AjaxLife is interesting for SecondLife fans because it greatly lowers the barriers for joining the network. Now longer do you need a video card and a graphical client to connect to the SecondLife world.
At the present the AjaxLife client supports only basic operations, such as in-game chatting, teleporting to various locations on the 'grid' and checking the status of the user's inventory, friends and Linden Dollars. There is currently no representation of in-game avatars.
Image credit: Katharine Barry
That deficiency may not have to last, as 3D engines in the browser using technologies such as Flash are just starting to come into their own. In SecondLife they have an existing world and a thriving community that is already heavily involved in modding and in game development.
Katharine herself has received a fair amount of attention over her creation already, having a short interview published in Reuters SecondLife channel and a more in depth interview in the SecondLife themed news blog New World Notes.
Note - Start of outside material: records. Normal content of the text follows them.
//! Module Writer (component A): append-only word streams plus final
//! assembly into a SPIR-V binary at the configured target version. Grounded
//! on the teacher's `parse/bin.rs::SpirvHeader`, inverted from a structure
//! that is read to one that is produced.
use std::collections::BTreeSet;

use spirv::{AddressingModel, Capability, ExecutionModel, MemoryModel, Op};

use crate::error::{bail, Result};

/// One of the four append-only word sequences described in `spec.md` §3.
#[derive(Default, Clone, Debug)]
pub struct Stream(Vec<u32>);
impl Stream {
    pub fn words(&self) -> &[u32] {
        &self.0
    }
    /// Amortized-O(1) push, per `spec.md` §4.A.
    pub fn append_word(&mut self, w: u32) {
        self.0.push(w);
    }
    fn append_words(&mut self, ws: &[u32]) {
        self.0.extend_from_slice(ws);
    }
}

/// Packs a UTF-8, NUL-terminated string into little-endian 32-bit words,
/// zero-padding the final word (`spec.md` §4.A `string-encode`).
pub fn string_encode(s: &str) -> Vec<u32> {
    let mut bytes = s.as_bytes().to_vec();
    bytes.push(0);
    while bytes.len() % 4 != 0 {
        bytes.push(0);
    }
    bytes
        .chunks_exact(4)
        .map(|c| u32::from_le_bytes([c[0], c[1], c[2], c[3]]))
        .collect()
}

/// Mutable recompile-scoped state: the id counter, the enabled-capability
/// mask, the optional GLSL.std.450 extended-instruction-set id, and the four
/// ordered word streams.
pub struct ModuleWriter {
    next_id: u32,
    capabilities: BTreeSet<Capability>,
    glsl_ext_inst_id: Option<u32>,
    pub debug: Stream,
    pub annotations: Stream,
    pub globals: Stream,
    pub function_body: Stream,
}
impl Default for ModuleWriter {
    fn default() -> Self {
        ModuleWriter {
            // Id 0 is reserved (`spec.md` §3).
            next_id: 1,
            capabilities: BTreeSet::new(),
            glsl_ext_inst_id: None,
            debug: Stream::default(),
            annotations: Stream::default(),
            globals: Stream::default(),
            function_body: Stream::default(),
        }
    }
}
impl ModuleWriter {
    pub fn alloc_id(&mut self) -> u32 {
        let id = self.next_id;
        self.next_id += 1;
        id
    }

    /// Current value the assembled module's `bound` word must take.
    pub fn bound(&self) -> u32 {
        self.next_id
    }

    pub fn enable_capability(&mut self, cap: Capability) {
        self.capabilities.insert(cap);
    }

    /// Id of the `GLSL.std.450` extended-instruction-set import, importing
    /// it into `globals` on first use.
    pub fn glsl_ext_inst(&mut self) -> u32 {
        if let Some(id) = self.glsl_ext_inst_id {
            return id;
        }
        let id = self.alloc_id();
        self.glsl_ext_inst_id = Some(id);
        id
    }

    /// Compute the word-count header and append it followed by `operands`.
    pub fn emit_op(stream: &mut Stream, opcode: Op, operands: &[u32]) -> Result<()> {
        let word_count = operands.len() + 1;
        if word_count > u16::MAX as usize {
            bail!(MalformedBytecode, "instruction word count {} overflows SPIR-V's 16-bit field", word_count);
        }
        let header = ((word_count as u32) << 16) | (opcode as u32);
        stream.append_word(header);
        stream.append_words(operands);
        Ok(())
    }

    /// `emit-r`: allocate and return a fresh result id, operands given
    /// without the id (it is appended first).
    pub fn emit_r(&mut self, stream_sel: StreamSel, opcode: Op, operands: &[u32]) -> Result<u32> {
        let id = self.alloc_id();
        let mut full = Vec::with_capacity(operands.len() + 1);
        full.push(id);
        full.extend_from_slice(operands);
        Self::emit_op(self.stream_mut(stream_sel), opcode, &full)?;
        Ok(id)
    }

    /// `emit-tr`: result-type then result id, both prepended to `operands`.
    pub fn emit_tr(
        &mut self,
        stream_sel: StreamSel,
        opcode: Op,
        result_ty: u32,
        operands: &[u32],
    ) -> Result<u32> {
        let id = self.alloc_id();
        let mut full = Vec::with_capacity(operands.len() + 2);
        full.push(result_ty);
        full.push(id);
        full.extend_from_slice(operands);
        Self::emit_op(self.stream_mut(stream_sel), opcode, &full)?;
        Ok(id)
    }

    /// Emits an instruction with no result (or whose result id is already
    /// fixed, e.g. `main`'s own id) directly into the named stream.
    pub fn emit_op_raw(&mut self, stream_sel: StreamSel, opcode: Op, operands: &[u32]) -> Result<()> {
        Self::emit_op(self.stream_mut(stream_sel), opcode, operands)
    }

    /// Emits `OpName` into the debug stream (`SPEC_FULL.md` §6
    /// `debug_names`). Callers are expected to only call this when the
    /// config flag is set; the writer itself has no opinion on the knob.
    pub fn emit_name(&mut self, target: u32, name: &str) -> Result<()> {
        let words = string_encode(name);
        let mut operands = Vec::with_capacity(1 + words.len());
        operands.push(target);
        operands.extend_from_slice(&words);
        Self::emit_op(&mut self.debug, Op::Name, &operands)
    }

    /// Emits `OpMemberName` into the debug stream (`SPEC_FULL.md` §6).
    pub fn emit_member_name(&mut self, struct_ty: u32, member: u32, name: &str) -> Result<()> {
        let words = string_encode(name);
        let mut operands = Vec::with_capacity(2 + words.len());
        operands.push(struct_ty);
        operands.push(member);
        operands.extend_from_slice(&words);
        Self::emit_op(&mut self.debug, Op::MemberName, &operands)
    }

    fn stream_mut(&mut self, sel: StreamSel) -> &mut Stream {
        match sel {
            StreamSel::Debug => &mut self.debug,
            StreamSel::Annotations => &mut self.annotations,
            StreamSel::Globals => &mut self.globals,
            StreamSel::FunctionBody => &mut self.function_body,
        }
    }

    /// Assemble the final little-endian SPIR-V word stream at `target_version`.
    ///
    /// Invariant upheld by construction: every id referenced in
    /// `function_body` is defined in `globals` (or earlier in
    /// `function_body` itself), since types/constants only ever land in
    /// `globals` and the function body stream is appended last.
    pub fn assemble(
        &self,
        entry_name: &str,
        exec_model: ExecutionModel,
        main_id: u32,
        interface_ids: &[u32],
        exec_mode_instrs: &Stream,
        target_version: (u8, u8),
    ) -> Result<Vec<u32>> {
        let mut out = Vec::new();

        // 5-word header: magic, version, generator=0, bound, reserved=0.
        out.push(0x0723_0203);
        out.push((target_version.0 as u32) << 16 | (target_version.1 as u32) << 8);
        out.push(0); // generator
        out.push(self.bound());
        out.push(0); // reserved / schema

        for cap in &self.capabilities {
            out.push((2u32 << 16) | (Op::Capability as u32));
            out.push(*cap as u32);
        }

        if let Some(ext_id) = self.glsl_ext_inst_id {
            let words = string_encode("GLSL.std.450");
            let word_count = 2 + words.len();
            out.push((word_count as u32) << 16 | (Op::ExtInstImport as u32));
            out.push(ext_id);
            out.extend_from_slice(&words);
        }

        out.push((3u32 << 16) | (Op::MemoryModel as u32));
        out.push(AddressingModel::Logical as u32);
        out.push(MemoryModel::GLSL450 as u32);

        let name_words = string_encode(entry_name);
        let mut entry_point_operands = Vec::new();
        entry_point_operands.push(exec_model as u32);
        entry_point_operands.push(main_id);
        entry_point_operands.extend_from_slice(&name_words);
        entry_point_operands.extend_from_slice(interface_ids);
        let word_count = entry_point_operands.len() + 1;
        out.push((word_count as u32) << 16 | (Op::EntryPoint as u32));
        out.extend_from_slice(&entry_point_operands);

        out.extend_from_slice(exec_mode_instrs.words());

        out.extend_from_slice(self.debug.words());
        out.extend_from_slice(self.annotations.words());
        out.extend_from_slice(self.globals.words());
        out.extend_from_slice(self.function_body.words());

        Ok(out)
    }
}

/// Selects which of the four ordered streams an instruction lands in.
#[derive(Clone, Copy, Debug)]
pub enum StreamSel {
    Debug,
    Annotations,
    Globals,
    FunctionBody,
}

#[cfg(test)]
mod tests {
    use super::*;

    #[test]
    fn string_encode_pads_to_word_boundary() {
        assert_eq!(string_encode("").len(), 1);
        assert_eq!(string_encode("abc").len(), 1);
        assert_eq!(string_encode("abcd").len(), 2);
    }

    #[test]
    fn alloc_id_starts_at_one_and_increments() {
        let mut w = ModuleWriter::default();
        assert_eq!(w.alloc_id(), 1);
        assert_eq!(w.alloc_id(), 2);
        assert_eq!(w.bound(), 3);
    }

    #[test]
    fn emit_op_header_encodes_word_count() {
        let mut s = Stream::default();
        ModuleWriter::emit_op(&mut s, Op::Nop, &[0xAAAA, 0xBBBB]).unwrap();
        let header = s.words()[0];
        assert_eq!(header >> 16, 3);
        assert_eq!(header & 0xFFFF, Op::Nop as u32);
    }
}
AjaxLife was developed using libsecondlife, a .NET library handling SecondLife communication, and AJAX libraries Ext JS, Prototype.JS and script.aculo.us to handle to the AJAX user interface. Katharine has released the code under the BSD license.
Kudos to Katharine, who proves that there need be no barrier to developing your pet projects, even if you don't have a lot of time or experience you can build something really cool if you put your mind to it.
The phrase "you code like a fifteen year old schoolgirl" is never going to have quite the same sting.